Gentlemen compare resistance of the people to collectors, to refusal of requisitions. This goes against all government. It is as much as to urge that there should be no legislature. The gentlemen who favored us with their observations on this subject, seemed to have reasoned on a supposition, that the general government was confined, by the paper on your table, to lay general uniform taxes. Is it necessary that there should be a tax on any given article throughout the United States? It is represented to be oppressive, that the states who have slaves and make tobacco, should pay taxes on these for federal wants, when other states, who have them not, would escape. But does the constitution on the table admit of this? On the contrary, there is a proportion to be laid on each state, according to its population. The most proper articles will be selected in each state. If one article in any state should be deficient, it will be laid on another article. Our state is secured on this foundation. Its proportion will be commensurate to its population. This is a constitutional scale, which is an insuperable bar against disproportion, and ought to satisfy all reasonable minds. If the taxes be not uniform, and the representatives of some states contribute to lay a tax of which they bear no proportion, is not this principle reciprocal? Does not the same principle hold in our state government in some degree? It has been found inconvenient to fix on uniform objects of taxation in this state, as the back

parts are not circumstanced like the lower parts of the country. In both cases, the reciprocity of the principle will prevent a disposition in one part to oppress the other.
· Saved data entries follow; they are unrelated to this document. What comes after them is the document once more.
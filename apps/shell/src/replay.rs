use park_domain::config::{ReplayConfig, WindowConfig};
use park_domain::events::{
    KEY_ESCAPE, KEY_SPACE, KeyPressed, KeyReleased, MOUSE_BUTTON_LEFT, MouseClick, MouseMoved,
    Vec2, WindowResized,
};
use park_event_bus::{Event, EventBus, SubscriptionHandle};
use std::sync::Arc;
use std::sync::atomic::{AtomicBool, Ordering};
use std::time::Duration;
use tracing::{debug, info};

const KEY_PERIOD: u32 = 30;
const CLICK_PERIOD: u32 = 45;

/// Totals gathered over one replay run.
#[derive(Debug, Default, Clone, Copy, PartialEq, Eq)]
pub(crate) struct ReplayStats {
    pub(crate) frames: u32,
    pub(crate) published: u64,
    pub(crate) delivered: u64,
}

/// Scripted stand-in for a window's input pump.
///
/// Publishes a [`WindowResized`] for the configured resolution, then one
/// [`MouseMoved`] per frame plus periodic key and click transitions. An
/// `Escape` key press from any publisher ends the run after the current frame,
/// the same way a real window reports that it should close.
#[derive(Debug)]
pub(crate) struct InputReplay {
    bus: EventBus,
    width: i32,
    height: i32,
    frames: u32,
    frame_interval: Duration,
    close_requested: Arc<AtomicBool>,
    _close_watch: SubscriptionHandle,
}

impl InputReplay {
    pub(crate) fn new(bus: EventBus, window: &WindowConfig, replay: &ReplayConfig) -> Self {
        let close_requested = Arc::new(AtomicBool::new(false));
        let flag = close_requested.clone();
        let close_watch = bus.subscribe(move |event: &KeyPressed| {
            if event.key == KEY_ESCAPE {
                flag.store(true, Ordering::Release);
            }
        });

        Self {
            bus,
            width: window.width,
            height: window.height,
            frames: replay.frames,
            frame_interval: Duration::from_millis(replay.frame_millis),
            close_requested,
            _close_watch: close_watch,
        }
    }

    pub(crate) fn run(&self) -> ReplayStats {
        let mut stats = ReplayStats::default();
        info!(
            frames = self.frames,
            width = self.width,
            height = self.height,
            "Input replay started"
        );

        self.emit(&mut stats, WindowResized { width: self.width, height: self.height });

        for frame in 0..self.frames {
            self.frame(frame, &mut stats);
            stats.frames += 1;

            if self.close_requested.load(Ordering::Acquire) {
                debug!(frame, "Close requested");
                break;
            }
            if !self.frame_interval.is_zero() {
                std::thread::sleep(self.frame_interval);
            }
        }

        stats
    }

    fn frame(&self, frame: u32, stats: &mut ReplayStats) {
        let cursor = self.cursor(frame);
        self.emit(stats, MouseMoved { position: cursor });

        match frame % KEY_PERIOD {
            0 => self.emit(stats, KeyPressed { key: KEY_SPACE }),
            5 => self.emit(stats, KeyReleased { key: KEY_SPACE }),
            _ => {},
        }

        match frame % CLICK_PERIOD {
            20 => self.click(stats, cursor, true),
            22 => self.click(stats, cursor, false),
            _ => {},
        }

        if frame + 1 == self.frames {
            self.emit(stats, KeyPressed { key: KEY_ESCAPE });
        }
    }

    fn click(&self, stats: &mut ReplayStats, position: Vec2, down: bool) {
        self.emit(stats, MouseClick { button: MOUSE_BUTTON_LEFT, position, down });
    }

    /// Cursor path: an ellipse around the window center.
    #[allow(clippy::cast_precision_loss)]
    fn cursor(&self, frame: u32) -> Vec2 {
        let t = frame as f32 * 0.1;
        let (cx, cy) = (self.width as f32 / 2.0, self.height as f32 / 2.0);
        Vec2::new(cx + cx / 2.0 * t.cos(), cy + cy / 2.0 * t.sin())
    }

    fn emit<T: Event>(&self, stats: &mut ReplayStats, event: T) {
        stats.published += 1;
        stats.delivered += self.bus.publish(event) as u64;
    }
}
An honorable gentleman seems to suppose that Congress, by the possession of this ultimate power as a penalty, will have as much credit, and will be as able to procure any sums, on any emergency, as if they were possessed of it in the first instance; and that the votes of Congress will be as competent to procure loans, as the votes of the British commons. Would the votes of the British house of commons have that credit which they now have, if they were liable to be retarded in their operation, and perhaps rendered ultimately nugatory as those of Congress must be by the proposed alternative? When their vote passes, it usually receives the concurrence of the other branch, and it is known that there is sufficient energy in the government, to carry it into effect. But here, the votes of Congress are, in the first place, dependent on the compliance of thirteen different bodies, and after non-compliance, are liable to be opposed and defeated, by the jealousy of the states against the exercise of this power, and by the opposition of the people, which may be expected, if this power be exercised by Congress after partial compliances. These circumstances being known, Congress could not command one shilling. He seems to think that we ought to spare the present generation, and throw our burdens upon posterity. I will not contest the equity of this reasoning, but I must say that good policy, as well as views of economy, strongly urge us even to distress ourselves to comply with our most solemn engagements. We must make effectual provision for the payment of the interest of our public debts. In order to do justice to our creditors, and support our credit and reputation, we must lodge power somewhere or other for this purpose. As yet the United States have not been able, by any energy contained in the old system, to accomplish this end. Our creditors have a right to demand the principal, but would be satisfied with a punctual payment of the interest. If

we have been unable to pay the interest, much less shall we be able to discharge the principal. It appears to me, that the whole reasoning used on this occasion shows, that we ought to adopt this system, in order to enable us to throw our burdens on posterity. The honorable member spoke of the decemviri at Rome, as having some similitude to the ten representatives who are to be appointed by this state. I can see no point of similitude here, to enable us to draw any conclusion. For what purpose were the decemviri appointed? They were invested with a plenary commission to make a code of laws. By whom were they appointed-by the people at large? No; my memory is not infallible, but it tells me they were appointed by the senate and composed of the most influential characters among the nobles. Can any thing be inferred from that against our federal representatives? Who made a discrimination between the nobles and the people?—the senate. Those men totally perverted the powers, which were given them for the purpose above specified, to the subversion of the public liberty. Can we suppose that a similar usurpation might be made, by men appointed in a totally different manner? As their circumstances were totally dissimilar, I conceive that no arguments drawn from that source, can apply to this government. I do not thoroughly comprehend the reasoning of the honorable gentleman, when he tells us, that the federal government will predominate, and that the state interests will be lost; when, at the same time, he tells us, that it will be a faction of seven states. If seven states will prevail as states, I conceive that state influence will prevail. If state influence under the present feeble government has prevailed, I think that a remedy ought to be introduced by giving the general government power to suppress it.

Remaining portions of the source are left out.